# LED Vivarium Lighting



## Smith463 (Jun 27, 2017)

So i have been looking at a more reasonable but better LED fixture for taller/larger tanks, for a while i was desining my own but it ended up costing more than a jungle hobbies after it was all said and done, theni came across a company making these https://wholesaler.alibaba.com/product-detail/2PCS-DSunY-Aqua-Dimmable-200W-LED_60504034613.html so i inquired about this exact product and had them make me a custom lay out and i wanted to see what you guys thought here is the sight advertisement for the light, the adder to have it customized was 30$,it was originally a reeflight, ill share the link now to the light and when i get home tonight i will upload the diagram/ picture of the led layout that i think i want them to make and see what you us think of it, it is two fixtures that are 100watt each for right around 250$ shipped. let me know what you think i know alot of people want a better light for less money so this light ends up being roughly 125 each wich is nice, the measurements are 12 inch long 4 inch wide by 2.5 tall. tell me what you think and if you think it will work well, ill upload the diagram of the leds im having put on the board later.


----------



## Smith463 (Jun 27, 2017)

here is the LED layout i was planning to do, any input would be great!


----------



## Smith463 (Jun 27, 2017)

i guess for what it is worth i will post the light original led lay out as well,


----------



## Diesel (Jul 31, 2017)

That will be a beast of a light.
Over what kind of enclosure this is going to be?
I like the dimming feature.

I have been in rref keeping for over 35 years and have seen the evolution from T12 to LED's in that hobby.
Have tested many light fixtures but it's always like you get what you paid for.
Let me know after ordering it how long it took to receive it, I might give this a go as well.
For $250 you can't break the bank.
Just to make sure if I can use your picture when I place to order.


----------



## Encyclia (Aug 23, 2013)

That is, indeed, a beast of a light. It reminds me of the Jungle Hobbies lights that Mist King sells. I have a couple of these and the one that is around the same size is 96w and it is as much light as I can ever imagine needing. Double that amount of light seems like overkill. Of course, yours are much cheaper and they are dimmable, so you will probably be fine.

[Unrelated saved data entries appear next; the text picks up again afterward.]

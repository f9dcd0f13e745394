//! Signal expansion stage.
//!
//! Collects implied queries from extracted signals (both immediate and deferred
//! from response mapping), deduplicates them via Jaccard + embedding similarity,
//! and creates new WebQuery sources for future scout runs.

use std::collections::HashSet;

use rootsignal_common::{canonical_value, DiscoveryMethod, SourceNode};
use rootsignal_graph::GraphWriter;
use tracing::{info, warn};

use crate::infra::embedder::TextEmbedder;
use crate::infra::run_log::{EventKind, EventLogger, RunLogger};

// ---------------------------------------------------------------------------
// ExpansionOutput — accumulated output from the expansion stage
// ---------------------------------------------------------------------------

/// Accumulated output from the expansion stage.
/// Replaces direct mutations to PipelineState during expansion.
pub struct ExpansionOutput {
    /// New WebQuery sources created from expansion queries.
    pub sources: Vec<SourceNode>,
    /// Social topics to queue for the social flywheel.
    pub social_expansion_topics: Vec<String>,
    /// Stats from the expansion stage.
    pub expansion_deferred_expanded: u32,
    pub expansion_queries_collected: u32,
    pub expansion_sources_created: u32,
    pub expansion_social_topics_queued: u32,
}

// --- Constants ---

const DEDUP_JACCARD_THRESHOLD: f64 = 0.6;
const MAX_EXPANSION_QUERIES_PER_RUN: usize = 10;
const MAX_EXPANSION_SOCIAL_TOPICS: usize = 5;

// --- Expansion stage ---

pub(crate) struct Expansion<'a> {
    writer: &'a GraphWriter,
    embedder: &'a dyn TextEmbedder,
    region_slug: &'a str,
}

impl<'a> Expansion<'a> {
    pub fn new(
        writer: &'a GraphWriter,
        embedder: &'a dyn TextEmbedder,
        region_slug: &'a str,
    ) -> Self {
        Self {
            writer,
            embedder,
            region_slug,
        }
    }

    /// Run the expansion stage:
    /// 1. Collect deferred expansion queries (from recently linked signals)
    /// 2. Deduplicate against existing WebQuery sources (Jaccard + embedding)
    /// 3. Return `ExpansionOutput` with new sources and stats
    ///
    /// Pure: takes expansion queries as input, returns output. No state mutation.
    pub async fn run(
        &self,
        expansion_queries: Vec<String>,
        run_log: &RunLogger,
    ) -> ExpansionOutput {
        let mut all_queries = expansion_queries;

        // Deferred expansion: collect implied queries from Give/Event signals
        // that are now linked to tensions via response mapping.
        let mut deferred_expanded = 0u32;
        match self.writer.get_recently_linked_signals_with_queries().await {
            Ok(deferred) => {
                let deferred_count = deferred.len();
                all_queries.extend(deferred);
                if deferred_count > 0 {
                    info!(
                        deferred = deferred_count,
                        "Deferred signal expansion queries collected"
                    );
                }
                deferred_expanded = deferred_count as u32;
            }
            Err(e) => warn!(error = %e, "Failed to get deferred expansion queries"),
        }

        let queries_collected = all_queries.len() as u32;

        if all_queries.is_empty() {
            return ExpansionOutput {
                sources: Vec::new(),
                social_expansion_topics: Vec::new(),
                expansion_deferred_expanded: deferred_expanded,
                expansion_queries_collected: 0,
                expansion_sources_created: 0,
                expansion_social_topics_queued: 0,
            };
        }

        let existing = self
            .writer
            .get_active_web_queries()
            .await
            .unwrap_or_default();
        let deduped: Vec<String> = all_queries
            .iter()
            .filter(|q| {
                !existing
                    .iter()
                    .any(|e| jaccard_similarity(q, e) > DEDUP_JACCARD_THRESHOLD)
            })
            .cloned()
            .take(MAX_EXPANSION_QUERIES_PER_RUN)
            .collect();

        let mut sources = Vec::new();
        let mut expansion_dupes_skipped = 0u32;
        for query_text in &deduped {
            // Embedding-based dedup for expansion queries
            if let Ok(embedding) = self.embedder.embed(query_text).await {
                match self.writer.find_similar_query(&embedding, 0.90).await {
                    Ok(Some((existing_ck, sim))) => {
                        info!(
                            query = query_text.as_str(),
                            existing_key = existing_ck.as_str(),
                            similarity = format!("{sim:.3}").as_str(),
                            "Skipping semantically duplicate expansion query"
                        );
                        expansion_dupes_skipped += 1;
                        continue;
                    }
                    Ok(None) => {}
                    Err(e) => {
                        warn!(error = %e, "Expansion query dedup check failed, proceeding")
                    }
                }
            }

            let cv = query_text.clone();
            let ck = canonical_value(&cv);
            let source = SourceNode::new(
                ck.clone(),
                cv,
                None,
                DiscoveryMethod::SignalExpansion,
                crate::domains::discovery::activities::source_finder::initial_weight_for_method(
                    DiscoveryMethod::SignalExpansion,
                    None,
                ),
                rootsignal_common::SourceRole::Response,
                Some("Signal expansion: implied query from extracted signal".to_string()),
            );
            run_log.log(EventKind::ExpansionSourceCreated {
                canonical_key: ck.clone(),
                query: query_text.clone(),
                source_url: ck.clone(),
            });
            sources.push(source);
            // Store embedding for future dedup
            if let Ok(embedding) = self.embedder.embed(query_text).await {
                if let Err(e) = self.writer.set_query_embedding(&ck, &embedding).await {
                    warn!(error = %e, "Failed to store expansion query embedding (non-fatal)");
                }
            }
        }
        let expansion_sources_created = sources.len() as u32;

        // Social expansion: route deduped queries as social topics too.
        // This creates the social flywheel — expansion from social-sourced
        // tensions stays in the social channel instead of always going web.
        let social_count = deduped.len().min(MAX_EXPANSION_SOCIAL_TOPICS);
        let social_expansion_topics = deduped[..social_count].to_vec();

        info!(
            collected = queries_collected,
            created = sources.len(),
            deferred = deferred_expanded,
            embedding_dupes = expansion_dupes_skipped,
            social_topics = social_count,
            "Signal expansion complete"
        );

        ExpansionOutput {
            sources,
            social_expansion_topics,
            expansion_deferred_expanded: deferred_expanded,
            expansion_queries_collected: queries_collected,
            expansion_sources_created,
            expansion_social_topics_queued: social_count as u32,
        }
    }
}

// --- Helpers ---

/// Token-based Jaccard similarity for query dedup.
/// Uses word overlap rather than substring matching to preserve specific long-tail queries.
fn jaccard_similarity(a: &str, b: &str) -> f64 {
    let a_lower = a.to_lowercase();
    let b_lower = b.to_lowercase();
    let a_tokens: HashSet<&str> = a_lower.split_whitespace().collect();
    let b_tokens: HashSet<&str> = b_lower.split_whitespace().collect();
    let intersection = a_tokens.intersection(&b_tokens).count();
    let union = a_tokens.union(&b_tokens).count();
    if union == 0 {
        0.0
    } else {
        intersection as f64 / union as f64
    }
}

One note on your LED array "map": I would mix things up rather than have zones of the same LEDs. This is because, if you have solid areas of the same color, you are much more likely to get the "disco effect" where you get separation of the colors around the fringes of where the light is being shaded by objects in the tank. The reason most people want all those colors is for a good blend that brings out all the different colors in the tank. You will achieve that blending best by having your colors mixed up with each other rather than the same colors next to each other. So, I would just mix them all up. I think you will be happier with the result. Just my opinion, though.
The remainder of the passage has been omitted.